▶ [INSTRUCTIONS TO FOLLOW]:
Select the lines of the records containing the word "CART" and list them.

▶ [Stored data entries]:
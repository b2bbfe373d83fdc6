//! Tree-ensemble models: random-forest regression and isolation forest
//!
//! Both models operate on dense `Vec<f64>` feature rows produced by the
//! predictor/detector feature builders. Training draws from a caller-supplied
//! seeded RNG so repeated runs over the same history produce the same model.

use rand::rngs::StdRng;
use rand::Rng;
use serde::{Deserialize, Serialize};

use super::percentile;
use crate::error::{Error, Result};

/// Euler-Mascheroni constant, for the isolation-forest path normalizer
const EULER_GAMMA: f64 = 0.577_215_664_901_532_9;

/// Minimum samples at a node before a regression split is attempted
const MIN_SAMPLES_SPLIT: usize = 2;

/// Average path length of an unsuccessful BST search in a tree of `n` nodes
///
/// The c(n) normalizer from Liu et al.'s isolation-forest formulation.
fn average_path_length(n: usize) -> f64 {
    match n {
        0 | 1 => 0.0,
        2 => 1.0,
        _ => {
            let n = n as f64;
            2.0 * ((n - 1.0).ln() + EULER_GAMMA) - 2.0 * (n - 1.0) / n
        }
    }
}

// ---------------------------------------------------------------------------
// Regression trees
// ---------------------------------------------------------------------------

#[derive(Debug, Clone, Serialize, Deserialize)]
enum RegNode {
    Leaf {
        value: f64,
    },
    Split {
        feature: usize,
        threshold: f64,
        left: usize,
        right: usize,
    },
}

/// A single CART regression tree with variance-reduction splits
#[derive(Debug, Clone, Serialize, Deserialize)]
pub struct RegressionTree {
    nodes: Vec<RegNode>,
}

impl RegressionTree {
    fn fit(x: &[Vec<f64>], y: &[f64], indices: &[usize], max_depth: usize) -> Self {
        let mut nodes = Vec::new();
        build_reg_node(x, y, indices, 0, max_depth, &mut nodes);
        Self { nodes }
    }

    pub fn predict(&self, row: &[f64]) -> f64 {
        let mut node = 0;
        loop {
            match &self.nodes[node] {
                RegNode::Leaf { value } => return *value,
                RegNode::Split {
                    feature,
                    threshold,
                    left,
                    right,
                } => {
                    node = if row[*feature] <= *threshold {
                        *left
                    } else {
                        *right
                    };
                }
            }
        }
    }
}

fn mean_of(y: &[f64], indices: &[usize]) -> f64 {
    indices.iter().map(|&i| y[i]).sum::<f64>() / indices.len() as f64
}

/// Best (feature, threshold) split by sum-of-squared-error reduction
fn best_split(x: &[Vec<f64>], y: &[f64], indices: &[usize]) -> Option<(usize, f64)> {
    let n = indices.len();
    let n_features = x[indices[0]].len();

    let total_sum: f64 = indices.iter().map(|&i| y[i]).sum();
    let total_sq: f64 = indices.iter().map(|&i| y[i] * y[i]).sum();
    let parent_sse = total_sq - total_sum * total_sum / n as f64;

    let mut best: Option<(usize, f64, f64)> = None; // (feature, threshold, sse)

    for feature in 0..n_features {
        let mut sorted: Vec<(f64, f64)> = indices.iter().map(|&i| (x[i][feature], y[i])).collect();
        sorted.sort_by(|a, b| a.0.partial_cmp(&b.0).unwrap_or(std::cmp::Ordering::Equal));

        let mut left_sum = 0.0;
        let mut left_sq = 0.0;
        for split_at in 1..n {
            let (v_prev, y_prev) = sorted[split_at - 1];
            left_sum += y_prev;
            left_sq += y_prev * y_prev;

            let v_next = sorted[split_at].0;
            if v_next <= v_prev {
                continue; // no boundary between equal values
            }

            let left_n = split_at as f64;
            let right_n = (n - split_at) as f64;
            let right_sum = total_sum - left_sum;
            let right_sq = total_sq - left_sq;

            let sse = (left_sq - left_sum * left_sum / left_n)
                + (right_sq - right_sum * right_sum / right_n);

            if best.map_or(true, |(_, _, b)| sse < b) {
                best = Some((feature, (v_prev + v_next) / 2.0, sse));
            }
        }
    }

    // Require a real improvement over the unsplit node
    best.filter(|(_, _, sse)| *sse < parent_sse - 1e-12)
        .map(|(f, t, _)| (f, t))
}

fn build_reg_node(
    x: &[Vec<f64>],
    y: &[f64],
    indices: &[usize],
    depth: usize,
    max_depth: usize,
    nodes: &mut Vec<RegNode>,
) -> usize {
    let value = mean_of(y, indices);

    if depth >= max_depth || indices.len() < MIN_SAMPLES_SPLIT {
        nodes.push(RegNode::Leaf { value });
        return nodes.len() - 1;
    }

    let Some((feature, threshold)) = best_split(x, y, indices) else {
        nodes.push(RegNode::Leaf { value });
        return nodes.len() - 1;
    };

    let (left_idx, right_idx): (Vec<usize>, Vec<usize>) = indices
        .iter()
        .copied()
        .partition(|&i| x[i][feature] <= threshold);

    // Reserve this node's slot before recursing so children land after it
    let node_index = nodes.len();
    nodes.push(RegNode::Leaf { value });

    let left = build_reg_node(x, y, &left_idx, depth + 1, max_depth, nodes);
    let right = build_reg_node(x, y, &right_idx, depth + 1, max_depth, nodes);
    nodes[node_index] = RegNode::Split {
        feature,
        threshold,
        left,
        right,
    };
    node_index
}

/// Random-forest regressor: bootstrap-sampled CART trees, averaged
#[derive(Debug, Clone, Serialize, Deserialize)]
pub struct RandomForestRegressor {
    trees: Vec<RegressionTree>,
}

impl RandomForestRegressor {
    /// Fit `n_estimators` trees on bootstrap samples of the rows
    pub fn fit(
        x: &[Vec<f64>],
        y: &[f64],
        n_estimators: usize,
        max_depth: usize,
        rng: &mut StdRng,
    ) -> Result<Self> {
        let n = x.len();
        if n == 0 || n != y.len() {
            return Err(Error::Training(format!(
                "regression forest needs matching non-empty x/y, got {}/{}",
                n,
                y.len()
            )));
        }

        let mut trees = Vec::with_capacity(n_estimators);
        for _ in 0..n_estimators {
            let sample: Vec<usize> = (0..n).map(|_| rng.gen_range(0..n)).collect();
            trees.push(RegressionTree::fit(x, y, &sample, max_depth));
        }
        Ok(Self { trees })
    }

    pub fn predict(&self, row: &[f64]) -> f64 {
        self.trees.iter().map(|t| t.predict(row)).sum::<f64>() / self.trees.len() as f64
    }
}

// ---------------------------------------------------------------------------
// Isolation forest
// ---------------------------------------------------------------------------

#[derive(Debug, Clone, Serialize, Deserialize)]
enum IsoNode {
    Leaf {
        size: usize,
    },
    Split {
        feature: usize,
        threshold: f64,
        left: usize,
        right: usize,
    },
}

#[derive(Debug, Clone, Serialize, Deserialize)]
struct IsolationTree {
    nodes: Vec<IsoNode>,
}

impl IsolationTree {
    fn fit(x: &[Vec<f64>], indices: &[usize], height_limit: usize, rng: &mut StdRng) -> Self {
        let mut nodes = Vec::new();
        build_iso_node(x, indices, 0, height_limit, rng, &mut nodes);
        Self { nodes }
    }

    fn path_length(&self, row: &[f64]) -> f64 {
        let mut node = 0;
        let mut depth = 0.0;
        loop {
            match &self.nodes[node] {
                IsoNode::Leaf { size } => return depth + average_path_length(*size),
                IsoNode::Split {
                    feature,
                    threshold,
                    left,
                    right,
                } => {
                    node = if row[*feature] < *threshold {
                        *left
                    } else {
                        *right
                    };
                    depth += 1.0;
                }
            }
        }
    }
}

fn build_iso_node(
    x: &[Vec<f64>],
    indices: &[usize],
    depth: usize,
    height_limit: usize,
    rng: &mut StdRng,
    nodes: &mut Vec<IsoNode>,
) -> usize {
    if depth >= height_limit || indices.len() <= 1 {
        nodes.push(IsoNode::Leaf {
            size: indices.len(),
        });
        return nodes.len() - 1;
    }

    // Candidate features must still vary within this node
    let n_features = x[indices[0]].len();
    let splittable: Vec<(usize, f64, f64)> = (0..n_features)
        .filter_map(|f| {
            let mut lo = f64::INFINITY;
            let mut hi = f64::NEG_INFINITY;
            for &i in indices {
                lo = lo.min(x[i][f]);
                hi = hi.max(x[i][f]);
            }
            (hi > lo).then_some((f, lo, hi))
        })
        .collect();

    if splittable.is_empty() {
        nodes.push(IsoNode::Leaf {
            size: indices.len(),
        });
        return nodes.len() - 1;
    }

    let (feature, lo, hi) = splittable[rng.gen_range(0..splittable.len())];
    let threshold = rng.gen_range(lo..hi);

    let (left_idx, right_idx): (Vec<usize>, Vec<usize>) = indices
        .iter()
        .copied()
        .partition(|&i| x[i][feature] < threshold);

    let node_index = nodes.len();
    nodes.push(IsoNode::Leaf {
        size: indices.len(),
    });

    let left = build_iso_node(x, &left_idx, depth + 1, height_limit, rng, nodes);
    let right = build_iso_node(x, &right_idx, depth + 1, height_limit, rng, nodes);
    nodes[node_index] = IsoNode::Split {
        feature,
        threshold,
        left,
        right,
    };
    node_index
}

/// Isolation forest for unsupervised outlier detection
///
/// `score_samples` follows the scikit-learn convention: values in (-1, 0],
/// lower meaning more anomalous. The decision threshold is fixed at fit time
/// from the contamination assumption.
#[derive(Debug, Clone, Serialize, Deserialize)]
pub struct IsolationForest {
    trees: Vec<IsolationTree>,
    max_samples: usize,
    /// Score threshold: samples scoring strictly below are anomalous
    offset: f64,
}

impl IsolationForest {
    /// Fit the forest and set the decision threshold so roughly
    /// `contamination` of the training rows fall below it
    pub fn fit(
        x: &[Vec<f64>],
        n_estimators: usize,
        contamination: f64,
        rng: &mut StdRng,
    ) -> Result<Self> {
        let n = x.len();
        if n < 2 {
            return Err(Error::Training(format!(
                "isolation forest needs at least 2 samples, got {}",
                n
            )));
        }

        let max_samples = n.min(256);
        let height_limit = (max_samples as f64).log2().ceil() as usize;

        let mut trees = Vec::with_capacity(n_estimators);
        for _ in 0..n_estimators {
            let sample: Vec<usize> = rand::seq::index::sample(rng, n, max_samples).into_vec();
            trees.push(IsolationTree::fit(x, &sample, height_limit, rng));
        }

        let mut forest = Self {
            trees,
            max_samples,
            offset: 0.0,
        };
        let train_scores: Vec<f64> = x.iter().map(|row| forest.score_sample(row)).collect();
        forest.offset = percentile(&train_scores, contamination);
        Ok(forest)
    }

    /// Anomaly score in (-1, 0]; lower is more anomalous
    pub fn score_sample(&self, row: &[f64]) -> f64 {
        let avg_path: f64 = self
            .trees
            .iter()
            .map(|t| t.path_length(row))
            .sum::<f64>()
            / self.trees.len() as f64;
        let normalizer = average_path_length(self.max_samples);
        -(2.0f64.powf(-avg_path / normalizer))
    }

    /// Binary decision against the contamination threshold
    pub fn is_anomaly(&self, score: f64) -> bool {
        score < self.offset
    }

    pub fn offset(&self) -> f64 {
        self.offset
    }
}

▶ [EXERCISE SOLUTION]:
/// A single CART regression tree with variance-reduction splits
/// Random-forest regressor: bootstrap-sampled CART trees, averaged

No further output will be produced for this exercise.